Assignment: Go through the records line by line from the top and repeat each one exactly, ending with the line that contains "request, one read".
-- Recorded information follows --
//! Shared key-value store handle for cross-replica coordination.
//!
//! Redis is the only shared mutable state between gateway replicas; the
//! traffic is small and bounded (one write per completed request, one read
//! per candidate on least-latency selection, one record per probe). Key
//! layout:
//!
//! - `health:instance:{id}` → serialized health record, bounded TTL
//! - `health:model:{name}:instances` → set of instance ids for the model
//! - `latency:{model}` → sorted set of samples scored by epoch millis

use crate::health::HealthRecord;
use redis::aio::ConnectionManager;
use redis::AsyncCommands;
use std::time::Duration;

/// Cloneable handle over a Redis connection manager.
#[derive(Clone)]
pub struct SharedStore {
    conn: ConnectionManager,
}

impl SharedStore {
    pub async fn connect(url: &str) -> Result<Self, redis::RedisError> {
        let client = redis::Client::open(url)?;
        let conn = ConnectionManager::new(client).await?;
        tracing::info!("connected to shared store");
        Ok(Self { conn })
    }

    /// Write a probe outcome with a bounded TTL and index the instance under
    /// its model set.
    pub async fn put_health_record(
        &self,
        record: &HealthRecord,
        ttl: Duration,
    ) -> Result<(), redis::RedisError> {
        let payload = serde_json::to_string(record).map_err(|e| {
            redis::RedisError::from((redis::ErrorKind::TypeError, "serialize", e.to_string()))
        })?;
        let mut conn = self.conn.clone();
        let key = format!("health:instance:{}", record.instance_id);
        conn.set_ex::<_, _, ()>(&key, payload, ttl.as_secs()).await?;

        let set_key = format!("health:model:{}:instances", record.model);
        conn.sadd::<_, _, ()>(&set_key, &record.instance_id).await?;
        conn.expire::<_, ()>(&set_key, ttl.as_secs() as i64).await?;
        Ok(())
    }

    pub async fn get_health_record(
        &self,
        instance_id: &str,
    ) -> Result<Option<HealthRecord>, redis::RedisError> {
        let mut conn = self.conn.clone();
        let key = format!("health:instance:{instance_id}");
        let payload: Option<String> = conn.get(&key).await?;
        Ok(payload.and_then(|p| serde_json::from_str(&p).ok()))
    }

    /// Append one latency sample and trim by window and count.
    pub async fn record_latency_sample(
        &self,
        model: &str,
        now_ms: i64,
        latency_ms: f64,
        window: Duration,
        max_samples: usize,
    ) -> Result<(), redis::RedisError> {
        let mut conn = self.conn.clone();
        let key = format!("latency:{model}");
        // Member carries the value; a nonce keeps same-millisecond samples
        // from collapsing into one sorted-set entry.
        let member = format!("{now_ms}:{latency_ms}:{:08x}", rand::random::<u32>());

        conn.zadd::<_, _, _, ()>(&key, member, now_ms).await?;
        let horizon = now_ms - window.as_millis() as i64;
        conn.zrembyscore::<_, _, _, ()>(&key, i64::MIN, horizon).await?;
        conn.zremrangebyrank::<_, ()>(&key, 0, -(max_samples as isize + 1)).await?;
        conn.expire::<_, ()>(&key, window.as_secs() as i64).await?;
        Ok(())
    }

    /// All sample values within the window, oldest first.
    pub async fn latency_samples(
        &self,
        model: &str,
        now_ms: i64,
        window: Duration,
    ) -> Result<Vec<f64>, redis::RedisError> {
        let mut conn = self.conn.clone();
        let key = format!("latency:{model}");
        let horizon = now_ms - window.as_millis() as i64;
        let members: Vec<String> = conn.zrangebyscore(&key, horizon, i64::MAX).await?;
        Ok(members
            .iter()
            .filter_map(|m| m.split(':').nth(1).and_then(|v| v.parse::<f64>().ok()))
            .collect())
    }
}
-- Recorded information concluded --
Answer space:
//! Shared key-value store handle for cross-replica coordination.
//!
//! Redis is the only shared mutable state between gateway replicas; the
//! traffic is small and bounded (one write per completed request, one read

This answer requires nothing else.